Carica verso di me e riesce a sferrarmi un pugno che mi prende la mascella e la bocca, ha un anello che mi spacca il labbro inferiore.
<<Questo è per aver provato a portarmela via!>> sbraita.
E a quel punto, non ci vedo più dalla rabbia.
Mi butto su di lui e appena finiamo a terra lo colpisco ripetutamente sul viso e sullo stomaco. Non non sono mai stato incline alla violenza, eppure lo trovo gratificante.
Quando sto per esaurire le energie e mi indebolisco, lui mi tira un calcio alla gamba e riesce a liberarsi, a mettersi in piedi e scappare via.
Non ho le forze per corrergli dietro, cazzo.
Mi accascio un istante contro la mia auto prima di aprirla e mettermi al volante.
Il mio aggressore poteva essere un pazzo qualsiasi, ma adesso che mi tornano in mente come un'eco le sue frasi sconnesse, adesso che le metabolizzo davvero, non posso che sospettare che c'entri qualcosa con lo stalker squilibrato di Summer.
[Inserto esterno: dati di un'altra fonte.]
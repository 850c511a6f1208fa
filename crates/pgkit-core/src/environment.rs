//! Environment traits and types

use ndarray::{Array1, Array2};
use serde::{Deserialize, Serialize};

use crate::{Result, Space, SpaceValue};

/// Info key set by wrappers that cut an episode short
pub const TRUNCATED_KEY: &str = "TimeLimit.truncated";

/// Info key under which vectorized environments store the last observation of a finished episode
pub const TERMINAL_OBSERVATION_KEY: &str = "terminal_observation";

/// Result of a single environment step
#[derive(Debug, Clone)]
pub struct Step {
    /// Observation after the action
    pub observation: Array1<f64>,
    /// Reward signal
    pub reward: f64,
    /// Whether the episode is done
    pub done: bool,
    /// Additional info from the environment
    pub info: StepInfo,
}

/// Additional information from a step
#[derive(Debug, Clone, Default, PartialEq, Serialize, Deserialize)]
pub struct StepInfo {
    /// Custom fields
    #[serde(flatten)]
    pub fields: serde_json::Map<String, serde_json::Value>,
}

impl StepInfo {
    /// Set a field
    pub fn insert(&mut self, key: impl Into<String>, value: impl Into<serde_json::Value>) {
        self.fields.insert(key.into(), value.into());
    }

    /// Look up a field
    #[must_use]
    pub fn get(&self, key: &str) -> Option<&serde_json::Value> {
        self.fields.get(key)
    }

    /// Whether a time limit ended the episode
    #[must_use]
    pub fn is_truncated(&self) -> bool {
        self.get(TRUNCATED_KEY)
            .and_then(serde_json::Value::as_bool)
            .unwrap_or(false)
    }

    /// Last observation of an episode that a vectorized environment auto-reset
    #[must_use]
    pub fn terminal_observation(&self) -> Option<Array1<f64>> {
        self.get(TERMINAL_OBSERVATION_KEY)
            .and_then(serde_json::Value::as_array)
            .map(|values| values.iter().filter_map(serde_json::Value::as_f64).collect())
    }
}

/// Configuration shared by environments
#[derive(Debug, Clone, Default, Serialize, Deserialize)]
pub struct EnvironmentConfig {
    /// Random seed
    pub seed: Option<u64>,
    /// Maximum episode steps
    pub max_steps: Option<usize>,
    /// Additional parameters
    #[serde(flatten)]
    pub params: serde_json::Map<String, serde_json::Value>,
}

/// A single, sequential environment
pub trait Environment: Send {
    /// Space of observations
    fn observation_space(&self) -> Box<dyn Space>;

    /// Space of actions
    fn action_space(&self) -> Box<dyn Space>;

    /// Start a new episode and return its first observation
    fn reset(&mut self) -> Result<Array1<f64>>;

    /// Advance one time step
    fn step(&mut self, action: &SpaceValue) -> Result<Step>;

    /// Reseed the environment's random number generator
    fn seed(&mut self, seed: u64);

    /// Horizon, if the environment has one
    fn max_episode_steps(&self) -> Option<usize> {
        None
    }

    /// Release resources
    fn close(&mut self) -> Result<()> {
        Ok(())
    }
}

impl<E: Environment + ?Sized> Environment for Box<E> {
    fn observation_space(&self) -> Box<dyn Space> {
        (**self).observation_space()
    }

    fn action_space(&self) -> Box<dyn Space> {
        (**self).action_space()
    }

    fn reset(&mut self) -> Result<Array1<f64>> {
        (**self).reset()
    }

    fn step(&mut self, action: &SpaceValue) -> Result<Step> {
        (**self).step(action)
    }

    fn seed(&mut self, seed: u64) {
        (**self).seed(seed);
    }

    fn max_episode_steps(&self) -> Option<usize> {
        (**self).max_episode_steps()
    }

    fn close(&mut self) -> Result<()> {
        (**self).close()
    }
}

/// Batched result of stepping every sub-environment once
#[derive(Debug, Clone)]
pub struct VecStep {
    /// One observation per row
    pub observations: Array2<f64>,
    /// One reward per sub-environment
    pub rewards: Array1<f64>,
    /// One done flag per sub-environment
    pub dones: Vec<bool>,
    /// One info per sub-environment
    pub infos: Vec<StepInfo>,
}

/// A fixed number of environments stepped in lockstep
pub trait VecEnv: Send {
    /// Number of sub-environments
    fn num_env(&self) -> usize;

    /// Space of a single observation
    fn observation_space(&self) -> Box<dyn Space>;

    /// Space of a single action
    fn action_space(&self) -> Box<dyn Space>;

    /// Reset every sub-environment
    fn reset(&mut self) -> Result<Array2<f64>>;

    /// Step every sub-environment with one action each
    fn step(&mut self, actions: &[SpaceValue]) -> Result<VecStep>;

    /// Release resources
    fn close(&mut self) -> Result<()> {
        Ok(())
    }
}

impl<V: VecEnv + ?Sized> VecEnv for Box<V> {
    fn num_env(&self) -> usize {
        (**self).num_env()
    }

    fn observation_space(&self) -> Box<dyn Space> {
        (**self).observation_space()
    }

    fn action_space(&self) -> Box<dyn Space> {
        (**self).action_space()
    }

    fn reset(&mut self) -> Result<Array2<f64>> {
        (**self).reset()
    }

    fn step(&mut self, actions: &[SpaceValue]) -> Result<VecStep> {
        (**self).step(actions)
    }

    fn close(&mut self) -> Result<()> {
        (**self).close()
    }
}

#[cfg(test)]
mod tests {
    use super::*;
    use ndarray::arr1;

    #[test]
    fn test_step_info_fields() {
        let mut info = StepInfo::default();
        assert!(!info.is_truncated());
        info.insert(TRUNCATED_KEY, true);
        info.insert(TERMINAL_OBSERVATION_KEY, vec![0.5, -1.0]);
        assert!(info.is_truncated());
        assert_eq!(info.terminal_observation(), Some(arr1(&[0.5, -1.0])));
    }

    #[test]
    fn test_config_flattens_params() {
        let config: EnvironmentConfig =
            serde_json::from_str(r#"{"seed": 3, "max_steps": 200, "size": 5}"#).unwrap();
        assert_eq!(config.seed, Some(3));
        assert_eq!(config.max_steps, Some(200));
        assert_eq!(config.params["size"], 5);
    }
}
//! Policy networks for policy-gradient agents
//!
//! Agents treat a policy as an opaque, differentiable map from observations
//! to action distributions. Parameters are exchanged as one flat vector so
//! that optimizers and checkpoints stay independent of the network layout.

use ndarray::{s, Array1, Array2, ArrayView1};
use rand::rngs::StdRng;
use rand::{Rng, RngCore, SeedableRng};
use rand_distr::{Distribution, Normal};
use serde::{Deserialize, Serialize};

use pgkit_core::{PolicyOutput, RLError, Result, SpaceValue};

/// Log-probability, entropy and value of a policy at one observation
#[derive(Debug, Clone, Copy, PartialEq)]
pub struct Evaluation {
    /// Log-probability of the evaluated action
    pub log_prob: f64,
    /// Entropy of the action distribution
    pub entropy: f64,
    /// State value, if the policy has a value head
    pub value: Option<f64>,
}

/// Target of the squared value error in a step loss
#[derive(Debug, Clone, Copy, PartialEq)]
pub struct ValueTarget {
    /// Regression target for `V(s)`
    pub target: f64,
    /// Weight of `(V(s) - target)^2`
    pub weight: f64,
}

/// Weights of the terms of a single-step loss
///
/// The loss is `-advantage * log pi(a|s) - entropy * H(pi(.|s))`, plus
/// `weight * (V(s) - target)^2` when a value target is given.
#[derive(Debug, Clone, Copy, PartialEq, Default)]
pub struct StepCoefficients {
    /// Weight of `-log pi(a|s)`
    pub advantage: f64,
    /// Weight of `-H(pi(.|s))`
    pub entropy: f64,
    /// Value regression term
    pub value: Option<ValueTarget>,
}

/// Differentiable stochastic policy
pub trait PolicyNetwork: Send + Sync {
    /// Sample an action for `observation`
    fn act(&self, observation: ArrayView1<'_, f64>, rng: &mut dyn RngCore) -> Result<PolicyOutput>;

    /// Score a given action at `observation`
    fn evaluate(&self, observation: ArrayView1<'_, f64>, action: &SpaceValue) -> Result<Evaluation>;

    /// Gradient of the step loss described by `coefficients` w.r.t. [`parameters`](Self::parameters)
    fn gradient(
        &self,
        observation: ArrayView1<'_, f64>,
        action: &SpaceValue,
        coefficients: &StepCoefficients,
    ) -> Result<Array1<f64>>;

    /// State value of `observation`, if the policy has a value head
    fn value(&self, observation: ArrayView1<'_, f64>) -> Result<Option<f64>>;

    /// Whether [`value`](Self::value) returns estimates
    fn has_value_head(&self) -> bool;

    /// All parameters, flattened
    fn parameters(&self) -> Array1<f64>;

    /// Replace all parameters
    fn set_parameters(&mut self, params: &Array1<f64>) -> Result<()>;

    /// Number of parameters
    fn num_parameters(&self) -> usize {
        self.parameters().len()
    }

    /// Clone the network
    fn clone_network(&self) -> Box<dyn PolicyNetwork>;
}

impl std::fmt::Debug for dyn PolicyNetwork {
    fn fmt(&self, f: &mut std::fmt::Formatter<'_>) -> std::fmt::Result {
        f.debug_struct("PolicyNetwork")
            .field("num_parameters", &self.num_parameters())
            .field("has_value_head", &self.has_value_head())
            .finish()
    }
}

/// Shape and initialization of a [`LinearSoftmaxPolicy`]
#[derive(Debug, Clone, PartialEq, Serialize, Deserialize)]
#[serde(default)]
pub struct LinearPolicyConfig {
    /// Observation dimension
    pub obs_dim: usize,
    /// Number of discrete actions
    pub num_actions: usize,
    /// Whether to include a linear value head
    pub use_value_head: bool,
    /// Standard deviation of the initial weights
    pub init_scale: f64,
    /// Seed for weight initialization
    pub seed: Option<u64>,
}

impl Default for LinearPolicyConfig {
    fn default() -> Self {
        Self {
            obs_dim: 4,
            num_actions: 2,
            use_value_head: true,
            init_scale: 0.01,
            seed: None,
        }
    }
}

/// Categorical policy with logits `W s + b` and an optional value head `v . s + c`
///
/// Flattened parameter layout: `W` row-major, `b`, then `v` and `c` when the
/// value head is present.
#[derive(Debug, Clone)]
pub struct LinearSoftmaxPolicy {
    config: LinearPolicyConfig,
    weights: Array2<f64>,
    bias: Array1<f64>,
    value_weights: Option<Array1<f64>>,
    value_bias: f64,
}

impl LinearSoftmaxPolicy {
    /// Create a policy with small random weights
    pub fn new(config: LinearPolicyConfig) -> Result<Self> {
        if config.obs_dim == 0 || config.num_actions == 0 {
            return Err(RLError::Value(format!(
                "policy needs obs_dim and num_actions > 0, got {} and {}",
                config.obs_dim, config.num_actions
            )));
        }
        let normal = Normal::new(0.0, config.init_scale)
            .map_err(|e| RLError::Value(format!("invalid init_scale {}: {e}", config.init_scale)))?;
        let mut rng = config.seed.map_or_else(StdRng::from_entropy, StdRng::seed_from_u64);

        let weights = Array2::from_shape_fn((config.num_actions, config.obs_dim), |_| normal.sample(&mut rng));
        let bias = Array1::zeros(config.num_actions);
        let value_weights = config.use_value_head.then(|| Array1::zeros(config.obs_dim));

        Ok(Self {
            config,
            weights,
            bias,
            value_weights,
            value_bias: 0.0,
        })
    }

    /// Shape and initialization settings
    #[must_use]
    pub fn config(&self) -> &LinearPolicyConfig {
        &self.config
    }

    /// Action probabilities at `observation`
    pub fn probabilities(&self, observation: ArrayView1<'_, f64>) -> Result<Array1<f64>> {
        self.check_observation(observation)?;
        let logits = self.weights.dot(&observation) + &self.bias;
        Ok(softmax(&logits))
    }

    fn check_observation(&self, observation: ArrayView1<'_, f64>) -> Result<()> {
        if observation.len() == self.config.obs_dim {
            Ok(())
        } else {
            Err(RLError::DimensionMismatch {
                expected: self.config.obs_dim,
                actual: observation.len(),
            })
        }
    }

    fn action_index(&self, action: &SpaceValue) -> Result<usize> {
        action
            .as_discrete()
            .filter(|&a| a < self.config.num_actions)
            .ok_or_else(|| {
                RLError::InvalidAction(format!(
                    "expected an action in 0..{}, got {action:?}",
                    self.config.num_actions
                ))
            })
    }

    fn value_unchecked(&self, observation: ArrayView1<'_, f64>) -> Option<f64> {
        self.value_weights
            .as_ref()
            .map(|v| v.dot(&observation) + self.value_bias)
    }
}

/// Numerically stable softmax
fn softmax(logits: &Array1<f64>) -> Array1<f64> {
    let max = logits.fold(f64::NEG_INFINITY, |a, &b| a.max(b));
    let exp = logits.mapv(|z| (z - max).exp());
    let sum = exp.sum();
    exp / sum
}

fn entropy(probs: &Array1<f64>) -> f64 {
    -probs
        .iter()
        .filter(|&&p| p > 0.0)
        .map(|&p| p * p.ln())
        .sum::<f64>()
}

impl PolicyNetwork for LinearSoftmaxPolicy {
    fn act(&self, observation: ArrayView1<'_, f64>, rng: &mut dyn RngCore) -> Result<PolicyOutput> {
        let probs = self.probabilities(observation)?;

        let sample = rng.gen::<f64>();
        let mut cumsum = 0.0;
        let mut action = probs.len() - 1;
        for (i, &p) in probs.iter().enumerate() {
            cumsum += p;
            if sample < cumsum {
                action = i;
                break;
            }
        }

        Ok(PolicyOutput {
            action: SpaceValue::Discrete(action),
            log_prob: probs[action].ln(),
            entropy: entropy(&probs),
            state_value: self.value_unchecked(observation),
        })
    }

    fn evaluate(&self, observation: ArrayView1<'_, f64>, action: &SpaceValue) -> Result<Evaluation> {
        let action = self.action_index(action)?;
        let probs = self.probabilities(observation)?;
        Ok(Evaluation {
            log_prob: probs[action].ln(),
            entropy: entropy(&probs),
            value: self.value_unchecked(observation),
        })
    }

    fn gradient(
        &self,
        observation: ArrayView1<'_, f64>,
        action: &SpaceValue,
        coefficients: &StepCoefficients,
    ) -> Result<Array1<f64>> {
        let action = self.action_index(action)?;
        let probs = self.probabilities(observation)?;
        let h = entropy(&probs);

        // dL/dz_k = -A (1[k=a] - p_k) + c_H p_k (log p_k + H)
        let mut dlogits = probs.mapv(|p| {
            let log_p = if p > 0.0 { p.ln() } else { 0.0 };
            coefficients.advantage * p + coefficients.entropy * p * (log_p + h)
        });
        dlogits[action] -= coefficients.advantage;

        let (a, d) = self.weights.dim();
        let mut grad = Array1::zeros(self.num_parameters());
        for k in 0..a {
            grad.slice_mut(s![k * d..(k + 1) * d])
                .assign(&observation.mapv(|x| x * dlogits[k]));
        }
        grad.slice_mut(s![a * d..a * d + a]).assign(&dlogits);

        if let Some(target) = coefficients.value {
            let value = self.value_unchecked(observation).ok_or_else(|| {
                RLError::Policy("value target given to a policy without a value head".to_string())
            })?;
            let dvalue = 2.0 * target.weight * (value - target.target);
            let offset = a * d + a;
            grad.slice_mut(s![offset..offset + d])
                .assign(&observation.mapv(|x| x * dvalue));
            grad[offset + d] = dvalue;
        }

        Ok(grad)
    }

    fn value(&self, observation: ArrayView1<'_, f64>) -> Result<Option<f64>> {
        self.check_observation(observation)?;
        Ok(self.value_unchecked(observation))
    }

    fn has_value_head(&self) -> bool {
        self.value_weights.is_some()
    }

    fn parameters(&self) -> Array1<f64> {
        let mut params: Vec<f64> = self.weights.iter().copied().collect();
        params.extend(self.bias.iter().copied());
        if let Some(v) = &self.value_weights {
            params.extend(v.iter().copied());
            params.push(self.value_bias);
        }
        Array1::from(params)
    }

    fn set_parameters(&mut self, params: &Array1<f64>) -> Result<()> {
        let expected = self.num_parameters();
        if params.len() != expected {
            return Err(RLError::DimensionMismatch {
                expected,
                actual: params.len(),
            });
        }
        let (a, d) = self.weights.dim();
        let weights = params.slice(s![..a * d]).to_owned();
        self.weights = weights
            .into_shape((a, d))
            .map_err(|e| RLError::Shape(format!("cannot reshape policy weights: {e}")))?;
        self.bias.assign(&params.slice(s![a * d..a * d + a]));

        let offset = a * d + a;
        if let Some(v) = &mut self.value_weights {
            v.assign(&params.slice(s![offset..offset + d]));
            self.value_bias = params[offset + d];
        }
        Ok(())
    }

    fn num_parameters(&self) -> usize {
        let (a, d) = self.weights.dim();
        a * d + a + if self.value_weights.is_some() { d + 1 } else { 0 }
    }

    fn clone_network(&self) -> Box<dyn PolicyNetwork> {
        Box::new(self.clone())
    }
}
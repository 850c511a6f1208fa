//! Vectorized environments

use ndarray::{Array1, Array2, ArrayView1, Axis};
use tracing::{debug, trace};

use pgkit_core::environment::TERMINAL_OBSERVATION_KEY;
use pgkit_core::{Environment, RLError, Result, Space, SpaceValue, VecEnv, VecStep};

/// Stack equally sized observations into one row each
pub fn stack_observations(observations: &[Array1<f64>]) -> Result<Array2<f64>> {
    let views: Vec<ArrayView1<'_, f64>> = observations.iter().map(Array1::view).collect();
    ndarray::stack(Axis(0), &views).map_err(|e| RLError::Shape(format!("cannot stack observations: {e}")))
}

/// Build `num_env` environments, seeding them with `init_seed`, `init_seed + 1`, ...
pub fn make_envs<E, F>(mut factory: F, num_env: usize, init_seed: u64) -> Result<Vec<E>>
where
    E: Environment,
    F: FnMut(usize) -> Result<E>,
{
    (0..num_env)
        .map(|i| {
            let mut env = factory(i)?;
            env.seed(init_seed + i as u64);
            Ok(env)
        })
        .collect()
}

/// Steps a list of environments one after another in the calling thread
///
/// A sub-environment whose episode ends is reset immediately: the returned
/// observation is the first one of the new episode and the last one of the
/// finished episode is stored in `info["terminal_observation"]`.
#[derive(Debug)]
pub struct SerialVecEnv<E> {
    envs: Vec<E>,
}

impl<E: Environment> SerialVecEnv<E> {
    /// Wrap at least one environment
    pub fn new(envs: Vec<E>) -> Result<Self> {
        if envs.is_empty() {
            return Err(RLError::Value("a vectorized environment needs at least one environment".to_string()));
        }
        debug!(num_env = envs.len(), "created serial vectorized environment");
        Ok(Self { envs })
    }

    /// The wrapped environments
    #[must_use]
    pub fn envs(&self) -> &[E] {
        &self.envs
    }
}

impl<E: Environment> VecEnv for SerialVecEnv<E> {
    fn num_env(&self) -> usize {
        self.envs.len()
    }

    fn observation_space(&self) -> Box<dyn Space> {
        self.envs[0].observation_space()
    }

    fn action_space(&self) -> Box<dyn Space> {
        self.envs[0].action_space()
    }

    fn reset(&mut self) -> Result<Array2<f64>> {
        let observations = self
            .envs
            .iter_mut()
            .map(Environment::reset)
            .collect::<Result<Vec<_>>>()?;
        stack_observations(&observations)
    }

    fn step(&mut self, actions: &[SpaceValue]) -> Result<VecStep> {
        if actions.len() != self.envs.len() {
            return Err(RLError::Length {
                expected: self.envs.len(),
                actual: actions.len(),
            });
        }

        let n = self.envs.len();
        let mut observations = Vec::with_capacity(n);
        let mut rewards = Array1::zeros(n);
        let mut dones = Vec::with_capacity(n);
        let mut infos = Vec::with_capacity(n);

        for (i, (env, action)) in self.envs.iter_mut().zip(actions).enumerate() {
            let mut step = env.step(action)?;
            if step.done {
                trace!(env = i, "sub-environment finished, resetting");
                step.info.insert(TERMINAL_OBSERVATION_KEY, step.observation.to_vec());
                step.observation = env.reset()?;
            }
            observations.push(step.observation);
            rewards[i] = step.reward;
            dones.push(step.done);
            infos.push(step.info);
        }

        Ok(VecStep {
            observations: stack_observations(&observations)?,
            rewards,
            dones,
            infos,
        })
    }

    fn close(&mut self) -> Result<()> {
        self.envs.iter_mut().try_for_each(Environment::close)
    }
}

#[cfg(test)]
mod tests {
    use super::*;
    use crate::{GridMazeConfig, GridMazeEnv};

    fn corridor(i: usize) -> Result<GridMazeEnv> {
        // Same three-cell corridor for every env; env `i` starts `i + 1` steps from the goal
        GridMazeEnv::new(GridMazeConfig {
            height: 1,
            width: 3,
            walls: Vec::new(),
            start: (0, 1 - i.min(1)),
            goal: (0, 2),
            ..GridMazeConfig::default()
        })
    }

    #[test]
    fn test_make_envs_builds_each() {
        let envs = make_envs(corridor, 3, 7).unwrap();
        assert_eq!(envs.len(), 3);
        assert_eq!(envs[2].config().width, 3);
        assert_eq!(envs[0].config().start, (0, 1));
        assert_eq!(envs[2].config().start, (0, 0));
    }

    #[test]
    fn test_auto_reset() {
        let mut venv = SerialVecEnv::new(make_envs(corridor, 2, 0).unwrap()).unwrap();
        assert_eq!(venv.num_env(), 2);
        let obs = venv.reset().unwrap();
        assert_eq!(obs.dim(), (2, 3));
        assert_eq!(obs.row(0).to_vec(), vec![0.0, 1.0, 0.0]);
        assert_eq!(obs.row(1).to_vec(), vec![1.0, 0.0, 0.0]);

        let right = [SpaceValue::Discrete(1), SpaceValue::Discrete(1)];
        let step = venv.step(&right).unwrap();
        assert_eq!(step.dones, vec![true, false]);
        assert_eq!(step.rewards[0], 1.0);
        assert!((step.rewards[1] + 0.01).abs() < 1e-12);

        // The first env restarted at its start cell; the terminal one is kept in info
        assert_eq!(step.observations.row(0).to_vec(), vec![0.0, 1.0, 0.0]);
        assert_eq!(step.observations.row(1).to_vec(), vec![0.0, 1.0, 0.0]);
        assert_eq!(
            step.infos[0].terminal_observation().unwrap().to_vec(),
            vec![0.0, 0.0, 1.0]
        );
        assert!(step.infos[1].terminal_observation().is_none());

        let step = venv.step(&right).unwrap();
        assert_eq!(step.dones, vec![true, true]);
    }

    #[test]
    fn test_action_count_must_match() {
        let mut venv = SerialVecEnv::new(make_envs(corridor, 2, 0).unwrap()).unwrap();
        venv.reset().unwrap();
        let err = venv.step(&[SpaceValue::Discrete(1)]).unwrap_err();
        assert!(matches!(err, RLError::Length { expected: 2, actual: 1 }));
    }

    #[test]
    fn test_empty_is_rejected() {
        assert!(SerialVecEnv::<GridMazeEnv>::new(Vec::new()).is_err());
    }
}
A questo punto ho solo fretta di tornare a casa e accertarmi che proprio adesso non sia diretto da lei.
Mi fa male tutto ma guido come un folle, impaziente di arrivare.
Temo che ridotto così la spaventerò a morte, ma è più importante che io le stia vicino. In caso di necessità devo essere lì a proteggerla.
Stasera sarebbe dovuta passare Grace a tenerle compagnia, ma oramai sarà andata via e comunque non è lo stesso.
Neanche dieci minuti più tardi sto già entrando nell'appartamento. La prima cosa che registro è il mio riflesso allo specchio dell'ingresso: il viso si sta gonfiando, il labbro perde ancora un po' di sangue, io zoppico e mi tengo una mano sulla schiena come se potesse essermi di conforto.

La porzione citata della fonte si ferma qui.